#### Recorded data

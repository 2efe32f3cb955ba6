//! Code generators for expression trees.
//!
//! Two backends implement [`Backend`]:
//!
//! - [`StackCompiler`] lowers a tree to a [`Program`](crate::ir::Program) for
//!   the stack machine. Operands are emitted right subtree first, so the VM's
//!   first pop yields the left operand.
//! - [`InlineCompiler`] renders the tree as a parenthesized C expression and
//!   wraps it in a translation unit that prints the value.
//!
//! Both are all-or-nothing: an unsupported construct anywhere in the tree
//! aborts the whole pass and nothing is returned.
//!
//! ## Design
//!
//! - Each compilation owns its compiler value; there is no shared state
//! - Allocation failures surface as [`CompileError`] instead of aborting
//! - Conditionals are rejected by both backends

mod error;
mod inline;
mod stack;

#[cfg(test)]
mod stack_test;

use core::fmt;
use core::str::FromStr;
use std::io::Write;

use tracing::debug;

pub use error::CompileError;
pub use inline::{EPILOGUE, InlineCompiler, PREAMBLE};
pub use stack::StackCompiler;

use crate::ast::AstNode;

/// A code generator consuming itself to produce one output.
pub trait Backend {
    type Output: fmt::Display;

    fn generate(self, node: &AstNode) -> Result<Self::Output, CompileError>;
}

#[derive(Debug, Clone, Copy, PartialEq, Eq, Default)]
pub enum BackendKind {
    /// Newline-separated stack-machine instructions.
    #[default]
    Stack,
    /// A C translation unit printing the expression's value.
    C,
}

impl BackendKind {
    pub const fn name(self) -> &'static str {
        match self {
            BackendKind::Stack => "stack",
            BackendKind::C => "c",
        }
    }
}

impl fmt::Display for BackendKind {
    fn fmt(&self, f: &mut fmt::Formatter<'_>) -> fmt::Result {
        f.write_str(self.name())
    }
}

impl FromStr for BackendKind {
    type Err = String;

    fn from_str(s: &str) -> Result<Self, Self::Err> {
        match s.to_ascii_lowercase().as_str() {
            "stack" => Ok(BackendKind::Stack),
            "c" => Ok(BackendKind::C),
            other => Err(format!(
                "unknown backend `{other}` (expected `stack` or `c`)"
            )),
        }
    }
}

#[derive(Debug, Clone, Copy, PartialEq, Eq, Default)]
pub struct CompileOptions {
    pub backend: BackendKind,
}

impl CompileOptions {
    pub fn new(backend: BackendKind) -> Self {
        Self { backend }
    }
}

/// Compile `node` with the backend selected in `options` and return its text.
pub fn compile(node: &AstNode, options: &CompileOptions) -> Result<String, CompileError> {
    debug!(backend = %options.backend, "Compiling expression");
    match options.backend {
        BackendKind::Stack => Ok(StackCompiler::new().generate(node)?.to_string()),
        BackendKind::C => Ok(InlineCompiler::new().generate(node)?.into_string()),
    }
}

/// Compile `node` and write the complete result to `output`.
///
/// Nothing is written when compilation fails.
pub fn compile_to(
    node: &AstNode,
    options: &CompileOptions,
    output: &mut impl Write,
) -> Result<(), CompileError> {
    let text = compile(node, options)?;
    output.write_all(text.as_bytes())?;
    output.flush()?;
    Ok(())
}
#![allow(dead_code)]

use once_cell::sync::Lazy;
use pretty_assertions::assert_eq;
use stutter::{
    AstNode, BackendKind, Error, InlineCompiler, Operator, compile_source, evaluate, parser,
    run_source,
};

/// One source expression checked against any of the expectations a
/// `test_case!` lists.
pub struct Case {
    pub input: &'static str,
}

impl Case {
    pub fn new(input: &'static str) -> Self {
        Self { input }
    }

    /// Stack-machine text, one instruction per line.
    pub fn stack(&self, expected: &str) {
        let actual = compile_source(self.input, BackendKind::Stack)
            .unwrap_or_else(|e| panic!("{:?} failed to compile: {e}", self.input));
        assert_eq!(actual, expected, "stack output for {:?}", self.input);
    }

    /// The C expression between the boilerplate.
    pub fn c(&self, expected: &str) {
        let tree = parser::parse(self.input).unwrap();
        let fragment = InlineCompiler::new().fragment(&tree).unwrap();
        assert_eq!(fragment.as_str(), expected, "C fragment for {:?}", self.input);

        let unit = compile_source(self.input, BackendKind::C).unwrap();
        assert!(unit.contains(expected));
    }

    /// Result of running on the VM, which must agree with direct evaluation.
    pub fn value(&self, expected: i64) {
        assert_eq!(run_source(self.input).unwrap(), expected, "VM result");
        let tree = parser::parse(self.input).unwrap();
        assert_eq!(evaluate(&tree), Ok(expected), "evaluator result");
    }

    /// Both backends fail with the diagnostic `code`.
    pub fn error(&self, code: &str) {
        for backend in [BackendKind::Stack, BackendKind::C] {
            let err = compile_source(self.input, backend)
                .expect_err("compilation should fail");
            assert_eq!(diagnostic_code(&err), code, "{backend} backend");
        }
    }
}

pub fn diagnostic_code(error: &Error) -> String {
    use miette::Diagnostic;
    error
        .code()
        .map(|code| code.to_string())
        .unwrap_or_default()
}

#[macro_export]
macro_rules! test_case {
    (
        $name:ident,
        input: $input:expr,
        $( $check:ident: $expected:expr ),* $(,)?
    ) => {
        #[test]
        fn $name() {
            let case = $crate::cases::Case::new($input);
            $( case.$check($expected); )*
        }
    };
}

fn n(value: i64) -> AstNode {
    AstNode::number(value)
}

fn op(op: Operator, left: AstNode, right: AstNode) -> AstNode {
    AstNode::operator(op, left, right)
}

/// Hand-built trees covering shapes the parser never produces on its own.
pub static TREES: Lazy<Vec<(&'static str, AstNode)>> = Lazy::new(|| {
    vec![
        ("leaf", n(7)),
        ("negative_leaf", n(-12)),
        ("sub", op(Operator::Sub, n(3), n(4))),
        ("div_truncates", op(Operator::Div, n(-7), n(2))),
        (
            "right_leaning",
            op(
                Operator::Sub,
                n(100),
                op(Operator::Sub, n(50), op(Operator::Sub, n(20), n(5))),
            ),
        ),
        (
            "balanced",
            op(
                Operator::Mul,
                op(Operator::Add, n(1), n(2)),
                op(Operator::Div, n(12), n(4)),
            ),
        ),
        (
            "division_by_zero",
            op(Operator::Div, n(1), op(Operator::Sub, n(4), n(4))),
        ),
        ("overflow", op(Operator::Mul, n(i64::MAX), n(2))),
        ("min_literal", op(Operator::Add, n(i64::MIN), n(1))),
    ]
});
//! General-purpose controls.

use std::sync::Arc;

use glam::{Mat4, Vec3};

use arbor_core::MaterialKey;
use arbor_resources::{DrawCall, Layer, MeshRef, ModelUniforms};

use crate::node::NodeControl;
use crate::phase::Phase;
use crate::process_info::ProcessInfo;

/// Runs several controls on one node in order, stopping as soon as one of
/// them hides the node.
#[derive(Clone, Default)]
pub struct MultiControl {
    pub controls: Vec<Arc<dyn NodeControl>>,
}

impl MultiControl {
    #[must_use]
    pub fn new(controls: Vec<Arc<dyn NodeControl>>) -> Self {
        Self { controls }
    }
}

impl NodeControl for MultiControl {
    fn process(&self, info: &mut ProcessInfo<'_>) {
        for control in &self.controls {
            control.process(info);
            if !info.visible {
                return;
            }
        }
    }
}

/// Post-multiplies the world transform by a fixed matrix.
#[derive(Debug, Clone, Copy)]
pub struct TransformControl {
    pub transform: Mat4,
}

impl TransformControl {
    #[must_use]
    pub fn new(transform: Mat4) -> Self {
        Self { transform }
    }
}

impl NodeControl for TransformControl {
    fn process(&self, info: &mut ProcessInfo<'_>) {
        info.world *= self.transform;
    }
}

/// Spins its subtree around `axis` at `speed` radians per second of scene
/// time, in every phase.
#[derive(Debug, Clone, Copy)]
pub struct RotateAnimate {
    pub axis: Vec3,
    pub speed: f32,
}

impl NodeControl for RotateAnimate {
    fn process(&self, info: &mut ProcessInfo<'_>) {
        let angle = self.speed * info.time as f32;
        info.world *= Mat4::from_axis_angle(self.axis.normalize_or_zero(), angle);
    }
}

/// Hides its subtree from shadow passes only.
#[derive(Debug, Clone, Copy, Default)]
pub struct NoShadow;

impl NodeControl for NoShadow {
    fn process(&self, info: &mut ProcessInfo<'_>) {
        if matches!(info.phase, Phase::Shadow(_)) {
            info.visible = false;
        }
    }
}

/// Static mesh in the 3D layer.
#[derive(Debug, Clone, Copy)]
pub struct MeshNodeControl {
    pub mesh: MeshRef,
    pub material: MaterialKey,
}

impl MeshNodeControl {
    #[must_use]
    pub fn new(mesh: MeshRef, material: MaterialKey) -> Self {
        Self { mesh, material }
    }
}

impl NodeControl for MeshNodeControl {
    fn process(&self, info: &mut ProcessInfo<'_>) {
        match info.phase {
            Phase::Draw(_) => {
                let Some(dc) = info.phase.draw_context(Layer::Scene3D) else {
                    return;
                };
                let uniforms = info.frame.uniforms().map(|u| {
                    let mut block = u.alloc();
                    block.write(&ModelUniforms { world: info.world });
                    block.descriptor()
                });
                dc.submit(DrawCall {
                    mesh: self.mesh.key,
                    material: self.material,
                    world: info.world,
                    joints: None,
                    uniforms,
                });
            }
            Phase::Shadow(shadow) => shadow.draw_shadow(self.mesh.key, info.world),
            Phase::Bounds(bounds) => bounds.add(self.mesh.bounds.transform(&info.world)),
            Phase::Animate | Phase::Predraw(_) | Phase::Light(_) => {}
        }
    }
}
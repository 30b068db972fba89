use glam::{Mat4, Vec3, Vec4};

use crate::node::NodeControl;
use crate::phase::Phase;
use crate::process_info::ProcessInfo;

/// Range used when a light leaves `max_distance` at zero.
pub const DEFAULT_MAX_DISTANCE: f32 = 10.0;

#[derive(Debug, Clone, Copy, PartialEq, Eq, Default)]
pub enum LightKind {
    #[default]
    Directional,
    Point,
    Spot,
}

/// Light as registered with a [`LightPhase`](crate::LightPhase), already in
/// world space.
#[derive(Debug, Clone, Copy, PartialEq, Default)]
pub struct LightRecord {
    pub kind: LightKind,
    pub intensity: Vec4,
    pub position: Vec4,
    pub direction: Vec4,
    /// `x + y*d + z*d^2` falloff, `w` is the maximum distance.
    pub attenuation: Vec4,
    /// Cosine of the inner cone angle (spot lights).
    pub inner_angle: f32,
    /// Cosine of the outer cone angle (spot lights).
    pub outer_angle: f32,
    /// Frame image slot of this light's shadow map, if it has one.
    pub shadow_map: Option<usize>,
}

fn effective_distance(max_distance: f32) -> f32 {
    if max_distance == 0.0 {
        DEFAULT_MAX_DISTANCE
    } else {
        max_distance
    }
}

#[derive(Debug, Clone)]
pub struct DirectionalLight {
    pub intensity: Vec3,
    pub direction: Vec3,
}

impl NodeControl for DirectionalLight {
    fn process(&self, info: &mut ProcessInfo<'_>) {
        if let Phase::Light(lights) = info.phase {
            lights.add_light(LightRecord {
                kind: LightKind::Directional,
                intensity: self.intensity.extend(1.0),
                direction: self.direction.extend(0.0),
                attenuation: Vec4::new(1.0, 0.0, 0.0, 0.0),
                ..LightRecord::default()
            });
        }
    }
}

/// Uniform ambient term, expressed as the first spherical harmonics band.
#[derive(Debug, Clone)]
pub struct AmbientLight {
    pub intensity: Vec3,
}

impl NodeControl for AmbientLight {
    fn process(&self, info: &mut ProcessInfo<'_>) {
        if let Phase::Light(lights) = info.phase {
            let mut sph = [Vec4::ZERO; 9];
            sph[0] = self.intensity.extend(1.0);
            lights.set_sph(sph);
        }
    }
}

#[derive(Debug, Clone)]
pub struct PointLight {
    pub intensity: Vec3,
    /// Falloff `a[0] + a[1]*d + a[2]*d^2`. Physically plausible lights only use `a[2]`.
    pub attenuation: Vec3,
    /// Zero means [`DEFAULT_MAX_DISTANCE`].
    pub max_distance: f32,
}

impl PointLight {
    #[inline]
    #[must_use]
    pub fn max_distance(&self) -> f32 {
        effective_distance(self.max_distance)
    }

    #[must_use]
    pub fn record(&self, world: &Mat4) -> LightRecord {
        LightRecord {
            kind: LightKind::Point,
            intensity: self.intensity.extend(1.0),
            position: world.w_axis,
            attenuation: self.attenuation.extend(self.max_distance()),
            ..LightRecord::default()
        }
    }
}

impl NodeControl for PointLight {
    fn process(&self, info: &mut ProcessInfo<'_>) {
        if let Phase::Light(lights) = info.phase {
            lights.add_light(self.record(&info.world));
        }
    }
}

#[derive(Debug, Clone)]
pub struct SpotLight {
    pub intensity: Vec3,
    /// Direction in the node's local space.
    pub direction: Vec3,
    pub attenuation: Vec3,
    /// Outer cone angle in degrees.
    pub outer_angle: f32,
    /// Inner cone angle in degrees; zero means same as `outer_angle`.
    pub inner_angle: f32,
    pub max_distance: f32,
}

impl SpotLight {
    #[inline]
    #[must_use]
    pub fn max_distance(&self) -> f32 {
        effective_distance(self.max_distance)
    }

    #[must_use]
    pub fn outer_cos(&self) -> f32 {
        self.outer_angle.to_radians().cos()
    }

    #[must_use]
    pub fn inner_cos(&self) -> f32 {
        if self.inner_angle == 0.0 {
            self.outer_cos()
        } else {
            self.inner_angle.to_radians().cos()
        }
    }

    /// World-space position and normalized direction.
    #[must_use]
    pub fn placement(&self, world: &Mat4) -> (Vec3, Vec3) {
        let position = world.transform_point3(Vec3::ZERO);
        let direction = world.transform_vector3(self.direction).normalize_or_zero();
        (position, direction)
    }

    #[must_use]
    pub fn record(&self, world: &Mat4) -> LightRecord {
        let (position, direction) = self.placement(world);
        LightRecord {
            kind: LightKind::Spot,
            intensity: self.intensity.extend(1.0),
            position: position.extend(1.0),
            direction: direction.extend(0.0),
            attenuation: self.attenuation.extend(self.max_distance()),
            inner_angle: self.inner_cos(),
            outer_angle: self.outer_cos(),
            shadow_map: None,
        }
    }
}

impl NodeControl for SpotLight {
    fn process(&self, info: &mut ProcessInfo<'_>) {
        if let Phase::Light(lights) = info.phase {
            lights.add_light(self.record(&info.world));
        }
    }
}
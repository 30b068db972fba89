//! Light, Shadow & Camera Tests
//!
//! Tests for:
//! - Light records in world space, default distances and cone angles
//! - Light accumulator soft limits
//! - Shadow-casting spot light: nested shadow traversal, frame image slots,
//!   update delay, eye distance culling, NoShadow subtrees
//! - Perspective camera and SimpleFrame

use std::sync::Arc;

use glam::{Mat4, UVec2, Vec3, Vec4};
use slotmap::SlotMap;

use arbor::core::{Aabb, MaterialKey, MeshKey};
use arbor::resources::{Layer, MeshRef};
use arbor::scene::{
    AmbientLight, Camera, DEFAULT_MAX_DISTANCE, DirectionalLight, DrawPhase, Frame, LightKind,
    LightPhase, MeshNodeControl, NoShadow, Node, PerspectiveCamera, Phase, PointLight,
    PredrawPhase, Scene, ShadowSpotLight, SimpleFrame, SpotLight,
};

const EPSILON: f32 = 1e-5;

fn approx_vec3(a: Vec3, b: Vec3) -> bool {
    (a - b).abs().max_element() < EPSILON
}

fn frame() -> SimpleFrame<'static> {
    SimpleFrame::new(Mat4::IDENTITY, Mat4::IDENTITY)
}

fn frame_from(eye: Vec3) -> SimpleFrame<'static> {
    SimpleFrame::new(Mat4::IDENTITY, Mat4::look_at_rh(eye, Vec3::ZERO, Vec3::Y))
}

fn point() -> PointLight {
    PointLight {
        intensity: Vec3::ONE,
        attenuation: Vec3::new(0.0, 0.0, 1.0),
        max_distance: 0.0,
    }
}

fn spot() -> SpotLight {
    SpotLight {
        intensity: Vec3::ONE,
        direction: Vec3::NEG_Y,
        attenuation: Vec3::new(0.0, 0.0, 1.0),
        outer_angle: 30.0,
        inner_angle: 0.0,
        max_distance: 0.0,
    }
}

fn mesh_node(key: MeshKey) -> Node {
    let mesh = MeshRef::new(key, Aabb::new(-Vec3::ONE, Vec3::ONE));
    Node::with_control(MeshNodeControl::new(mesh, MaterialKey::default()))
}

// ============================================================================
// Light records
// ============================================================================

#[test]
fn point_light_uses_world_position_and_default_range() {
    let at = Mat4::from_translation(Vec3::new(1.0, 2.0, 3.0));
    let scene = Scene::with_root(Node::at(at, Some(Arc::new(point())), Vec::new()));

    let lights = LightPhase::default();
    scene.process(0.0, &frame(), &[Phase::Light(&lights)]);

    let records = lights.lights();
    assert_eq!(records.len(), 1);
    assert_eq!(records[0].kind, LightKind::Point);
    assert_eq!(records[0].position, Vec4::new(1.0, 2.0, 3.0, 1.0));
    assert_eq!(records[0].attenuation.w, DEFAULT_MAX_DISTANCE);
}

#[test]
fn spot_light_direction_follows_node_rotation() {
    let at = Mat4::from_rotation_x(std::f32::consts::FRAC_PI_2);
    let scene = Scene::with_root(Node::at(at, Some(Arc::new(spot())), Vec::new()));

    let lights = LightPhase::default();
    scene.process(0.0, &frame(), &[Phase::Light(&lights)]);

    let record = lights.lights()[0];
    assert_eq!(record.kind, LightKind::Spot);
    // -Y rotated 90° about X points to -Z.
    assert!(approx_vec3(record.direction.truncate(), Vec3::NEG_Z));
    let outer = 30.0_f32.to_radians().cos();
    assert!((record.outer_angle - outer).abs() < EPSILON);
    assert!((record.inner_angle - outer).abs() < EPSILON);
}

#[test]
fn directional_and_ambient_lights() {
    let root = Node::new(
        None,
        vec![
            Node::with_control(DirectionalLight {
                intensity: Vec3::splat(2.0),
                direction: Vec3::NEG_Y,
            }),
            Node::with_control(AmbientLight {
                intensity: Vec3::splat(0.25),
            }),
        ],
    );
    let scene = Scene::with_root(root);

    let lights = LightPhase::default();
    scene.process(0.0, &frame(), &[Phase::Light(&lights)]);

    assert_eq!(lights.lights()[0].kind, LightKind::Directional);
    assert_eq!(lights.lights()[0].direction, Vec4::new(0.0, -1.0, 0.0, 0.0));
    let sph = lights.sph().unwrap();
    assert_eq!(sph[0], Vec4::new(0.25, 0.25, 0.25, 1.0));
    assert_eq!(sph[1], Vec4::ZERO);
}

#[test]
fn lights_ignore_other_phases() {
    let scene = Scene::with_root(Node::with_control(point()));
    let draw = DrawPhase::new(Layer::Scene3D);
    scene.process(0.0, &frame(), &[Phase::Animate, Phase::Draw(&draw)]);
    assert!(draw.draws().is_empty());
}

// ============================================================================
// Accumulator limits
// ============================================================================

#[test]
fn full_light_accumulator_returns_none() {
    let root = Node::new(None, (0..3).map(|_| Node::with_control(point())).collect());
    let scene = Scene::with_root(root);

    let lights = LightPhase::new(2, 1);
    scene.process(0.0, &frame(), &[Phase::Light(&lights)]);
    assert_eq!(lights.lights().len(), 2);
    assert_eq!(lights.add_light(point().record(&Mat4::IDENTITY)), None);
}

#[test]
fn frame_images_dedupe_and_saturate() {
    let a = ShadowSpotLight::new(spot(), 512);
    let b = ShadowSpotLight::new(spot(), 512);
    assert_ne!(a.id(), b.id());

    let lights = LightPhase::new(8, 1);
    assert_eq!(lights.add_frame_image(a.id()), Some(0));
    assert_eq!(lights.add_frame_image(a.id()), Some(0));
    assert_eq!(lights.add_frame_image(b.id()), None);
    assert_eq!(lights.images(), vec![a.id()]);
}

// ============================================================================
// Shadow-casting spot light
// ============================================================================

struct ShadowScene {
    scene: Scene,
    light: Arc<ShadowSpotLight>,
    keys: Vec<MeshKey>,
}

fn shadow_scene(light: ShadowSpotLight) -> ShadowScene {
    let mut meshes: SlotMap<MeshKey, ()> = SlotMap::with_key();
    let keys: Vec<MeshKey> = (0..2).map(|_| meshes.insert(())).collect();
    let light = Arc::new(light);

    let root = Node::new(
        None,
        vec![
            Node::at(
                Mat4::from_translation(Vec3::Y * 5.0),
                Some(Arc::clone(&light) as _),
                Vec::new(),
            ),
            mesh_node(keys[0]),
            Node::new(Some(Arc::new(NoShadow)), vec![mesh_node(keys[1])]),
        ],
    );
    ShadowScene {
        scene: Scene::with_root(root),
        light,
        keys,
    }
}

#[test]
fn shadow_light_renders_map_in_predraw() {
    let s = shadow_scene(ShadowSpotLight::new(spot(), 1024));
    let frame = frame_from(Vec3::new(0.0, 0.0, 5.0));

    let predraw = PredrawPhase::new(&s.scene);
    let lights = LightPhase::default();
    let draw = DrawPhase::new(Layer::Scene3D);
    s.scene.process(
        0.0,
        &frame,
        &[Phase::Predraw(&predraw), Phase::Light(&lights), Phase::Draw(&draw)],
    );

    let needed = predraw.needed();
    assert_eq!(needed.len(), 1);
    let map = &needed[0];
    assert_eq!(map.id, s.light.id());
    assert_eq!(map.size, 1024);
    // The NoShadow subtree is absent from the shadow pass.
    assert_eq!(map.casters.len(), 1);
    assert_eq!(map.casters[0].mesh, s.keys[0]);

    let record = lights.lights()[0];
    assert_eq!(record.shadow_map, Some(0));
    assert_eq!(lights.images(), vec![s.light.id()]);

    // ...but still drawn in the main pass.
    assert_eq!(draw.draws().len(), 2);
    assert!(!s.scene.locked());
}

#[test]
fn shadow_light_honours_update_delay() {
    let s = shadow_scene(ShadowSpotLight::new(spot(), 256).with_update_delay(1));
    let frame = frame_from(Vec3::new(0.0, 0.0, 5.0));

    let mut rendered = Vec::new();
    for t in 0..3 {
        let time = f64::from(t);
        let predraw = PredrawPhase::new(&s.scene);
        s.scene.process(time, &frame, &[Phase::Predraw(&predraw)]);
        rendered.push((predraw.needed().len(), s.light.last_map().unwrap().rendered_at));
    }

    assert_eq!(rendered, vec![(1, 0.0), (0, 0.0), (1, 2.0)]);
}

#[test]
fn shadow_light_skips_distant_eye() {
    let s = shadow_scene(ShadowSpotLight::new(spot(), 256));
    let frame = frame_from(Vec3::new(0.0, 0.0, 100.0));

    let predraw = PredrawPhase::new(&s.scene);
    let lights = LightPhase::default();
    s.scene
        .process(0.0, &frame, &[Phase::Predraw(&predraw), Phase::Light(&lights)]);

    assert!(predraw.needed().is_empty());
    assert!(s.light.last_map().is_none());
    assert_eq!(lights.lights()[0].shadow_map, None);
}

#[test]
fn shadow_light_without_free_image_still_lights() {
    let s = shadow_scene(ShadowSpotLight::new(spot(), 256));
    let frame = frame_from(Vec3::new(0.0, 0.0, 5.0));

    let predraw = PredrawPhase::new(&s.scene);
    let lights = LightPhase::new(4, 0);
    s.scene
        .process(0.0, &frame, &[Phase::Predraw(&predraw), Phase::Light(&lights)]);

    assert_eq!(predraw.needed().len(), 1);
    assert_eq!(lights.lights().len(), 1);
    assert_eq!(lights.lights()[0].shadow_map, None);
}

#[test]
fn shadow_light_view_looks_along_direction() {
    let light = ShadowSpotLight::new(spot(), 256);
    let at = Mat4::from_translation(Vec3::Y * 5.0);
    let (_, view) = light.light_view(&at);
    // The point straight below the light lies on the view's -Z axis.
    let below = view.transform_point3(Vec3::ZERO);
    assert!(approx_vec3(below, Vec3::new(0.0, 0.0, -5.0)), "got {below}");
}

// ============================================================================
// Camera & frame
// ============================================================================

#[test]
fn perspective_camera_defaults() {
    let camera = PerspectiveCamera::new(100.0);
    assert!((camera.near - 0.01).abs() < EPSILON);
    assert_eq!(camera.position, Vec3::new(0.0, 0.0, -1.0));

    let (projection, _) = camera.camera_projection(UVec2::new(800, 600));
    assert!(projection.y_axis.y < 0.0);
}

#[test]
fn simple_frame_recovers_eye_position() {
    let mut camera = PerspectiveCamera::new(50.0);
    camera.position = Vec3::new(3.0, 4.0, 5.0);
    let frame = SimpleFrame::from_camera(&camera, UVec2::new(64, 64));
    assert!((frame.eye_position() - camera.position).length() < 1e-4);
}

########

● **What you will do**
How many lines in the records hold the string "InlineCompiler"? Reply with the number only.

● **Your response**
5